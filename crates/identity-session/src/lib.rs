//! OIDC session lifecycle client.
//!
//! This crate provides:
//! - `ProviderSettings`: fixed identity-provider configuration
//! - `ProviderGateway`: the capability seam to the external identity library
//! - `IdentitySessionClient`: protocol operation wrappers, session lifecycle
//!   events, expiry scheduling, and automatic silent renew

mod client;
mod error;
mod events;
mod gateway;
mod settings;

pub use client::IdentitySessionClient;
pub use error::{GatewayError, ProviderError, ProviderResult};
pub use events::{SessionEvent, SessionEvents};
pub use gateway::{ProviderGateway, SessionIdentity, SessionStatus};
pub use settings::{ProviderSettings, DEFAULT_AUTHORITY, DEFAULT_CLIENT_ID};
//! Host-environment side-effect collaborators.

use std::collections::HashMap;
use std::sync::Mutex;

/// Session-scoped storage key the login email is persisted under.
pub const EMAIL_SESSION_KEY: &str = "email";

/// Application root the post-login chain navigates to.
pub const APP_ROOT: &str = "/";

/// Session-scoped storage owned by the host environment. Entries survive a
/// reload within the tab and are cleared at session end.
pub trait SessionStore: Send + Sync {
    fn put(&self, key: &str, value: &str);
}

/// Full-document navigation, not a client-side route change.
pub trait Navigator: Send + Sync {
    fn navigate(&self, location: &str);
}

/// Process-memory session store, for tests and headless hosts.
#[derive(Default)]
pub struct InMemorySessionStore {
    entries: Mutex<HashMap<String, String>>,
}

impl InMemorySessionStore {
    pub fn new() -> Self {
        Self::default()
    }

    pub fn get(&self, key: &str) -> Option<String> {
        self.entries.lock().unwrap().get(key).cloned()
    }
}

impl SessionStore for InMemorySessionStore {
    fn put(&self, key: &str, value: &str) {
        self.entries
            .lock()
            .unwrap()
            .insert(key.to_string(), value.to_string());
    }
}

#[cfg(test)]
mod tests {
    use super::*;

    #[test]
    fn in_memory_store_round_trips() {
        let store = InMemorySessionStore::new();
        store.put(EMAIL_SESSION_KEY, "a@b.c");
        assert_eq!(store.get(EMAIL_SESSION_KEY).as_deref(), Some("a@b.c"));
        assert_eq!(store.get("missing"), None);
    }
}
//! Credential-exchange wire types and HTTP transport.
//!
//! This crate provides:
//! - The wire data model of the form-based credential exchange
//! - The `CredentialTransport` capability trait the coordinator dispatches to
//! - An HTTP implementation over `reqwest`

mod error;
mod http;
mod types;

use async_trait::async_trait;

pub use error::{TransportError, TransportResult};
pub use http::{HttpCredentialTransport, TransportConfig, DEFAULT_CSRF_PATH, DEFAULT_LOGIN_PATH};
pub use types::{
    AuthMode, CredentialForm, DirectoryProfile, DirectoryRecord, LoginResult, RequestOptions,
    FORM_URLENCODED,
};

/// Capability interface over the credential-exchange endpoints.
///
/// Implementations do not retry; retry policy, if any, belongs to the caller.
#[async_trait]
pub trait CredentialTransport: Send + Sync {
    /// Submit the login payload. Non-2xx responses fail with a
    /// [`TransportError`] that distinguishes credential rejection from
    /// network or server faults.
    async fn submit_credentials(
        &self,
        payload: &CredentialForm,
        options: RequestOptions,
    ) -> TransportResult<LoginResult>;

    /// Fetch the directory profile behind a login result's link.
    async fn fetch_directory_profile(&self, link: &str) -> TransportResult<DirectoryProfile>;

    /// Fetch a fresh single-use CSRF token.
    async fn fetch_csrf_token(&self) -> TransportResult<String>;
}
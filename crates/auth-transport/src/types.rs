//! Wire types for the credential exchange.

use serde::{Deserialize, Serialize};

/// Form-urlencoded media type, required by [`AuthMode::Html`] submissions.
pub const FORM_URLENCODED: &str = "application/x-www-form-urlencoded";

/// Authentication strategy selected on the login form.
///
/// Exactly one mode is active at any time. The mode drives which request
/// shape the coordinator builds and which collaborator it dispatches to.
#[derive(Debug, Clone, Copy, PartialEq, Eq, Default, Serialize, Deserialize)]
#[serde(rename_all = "snake_case")]
pub enum AuthMode {
    /// Plain credential POST with a JSON body.
    #[default]
    Basic,
    /// HTML form POST (form-urlencoded body).
    Html,
    /// CSRF-protected POST; the payload carries a single-use token.
    Csrf,
    /// OIDC redirect sign-in; never touches the credential transport.
    OidcPassword,
}

/// Credential form state, serialized as the login request payload.
///
/// Field names are the wire contract: `user`, `password`, optional `csrf`,
/// `op` for the active mode.
#[derive(Debug, Clone, PartialEq, Eq, Default, Serialize, Deserialize)]
pub struct CredentialForm {
    pub user: String,
    pub password: String,
    #[serde(skip_serializing_if = "Option::is_none")]
    pub csrf: Option<String>,
    pub op: AuthMode,
}

/// Successful non-OIDC login response.
#[derive(Debug, Clone, PartialEq, Eq, Serialize, Deserialize)]
#[serde(rename_all = "camelCase")]
pub struct LoginResult {
    /// Email the credentials resolved to.
    pub email: String,
    /// Link to the linked directory profile; empty when the account has none.
    #[serde(default, rename = "ldapProfileLink")]
    pub directory_profile_link: String,
}

/// One record of the linked directory profile.
#[derive(Debug, Clone, PartialEq, Eq, Serialize, Deserialize)]
#[serde(rename_all = "camelCase")]
pub struct DirectoryRecord {
    pub email: String,
    #[serde(default)]
    pub first_name: String,
    #[serde(default)]
    pub last_name: String,
}

/// Directory profile retrieved via `directory_profile_link`.
pub type DirectoryProfile = Vec<DirectoryRecord>;

/// Per-request augmentation passed alongside the payload.
#[derive(Debug, Clone, Default)]
pub struct RequestOptions {
    /// Body encoding override. `None` sends the default JSON content type;
    /// [`FORM_URLENCODED`] sends a form-urlencoded body.
    pub content_type: Option<String>,
}

impl RequestOptions {
    /// Options for an HTML form-based submission.
    pub fn form_encoded() -> Self {
        Self {
            content_type: Some(FORM_URLENCODED.to_string()),
        }
    }
}

#[cfg(test)]
mod tests {
    use super::*;

    #[test]
    fn default_form_matches_basic_mode_defaults() {
        let form = CredentialForm::default();
        assert_eq!(form.user, "");
        assert_eq!(form.password, "");
        assert_eq!(form.csrf, None);
        assert_eq!(form.op, AuthMode::Basic);
    }

    #[test]
    fn csrf_field_is_omitted_when_unset() {
        let form = CredentialForm {
            user: "a@b.c".into(),
            password: "pw".into(),
            csrf: None,
            op: AuthMode::Basic,
        };
        let json = serde_json::to_value(&form).unwrap();
        assert_eq!(
            json,
            serde_json::json!({"user": "a@b.c", "password": "pw", "op": "basic"})
        );
    }

    #[test]
    fn csrf_field_is_present_when_set() {
        let form = CredentialForm {
            user: "a@b.c".into(),
            password: "pw".into(),
            csrf: Some("tok".into()),
            op: AuthMode::Csrf,
        };
        let json = serde_json::to_value(&form).unwrap();
        assert_eq!(json["csrf"], "tok");
        assert_eq!(json["op"], "csrf");
    }

    #[test]
    fn login_result_uses_wire_field_names() {
        let result: LoginResult = serde_json::from_value(serde_json::json!({
            "email": "a@b.c",
            "ldapProfileLink": "/api/users/ldap?query=x"
        }))
        .unwrap();
        assert_eq!(result.email, "a@b.c");
        assert_eq!(result.directory_profile_link, "/api/users/ldap?query=x");
    }
}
• • •
*Action item*: Extract from the material all lines containing the string "PartialEq".

*Written answer*:
#[derive(Debug, Clone, Copy, PartialEq, Eq, Default, Serialize, Deserialize)]
#[derive(Debug, Clone, PartialEq, Eq, Default, Serialize, Deserialize)]
#[derive(Debug, Clone, PartialEq, Eq, Serialize, Deserialize)]
#[derive(Debug, Clone, PartialEq, Eq, Serialize, Deserialize)]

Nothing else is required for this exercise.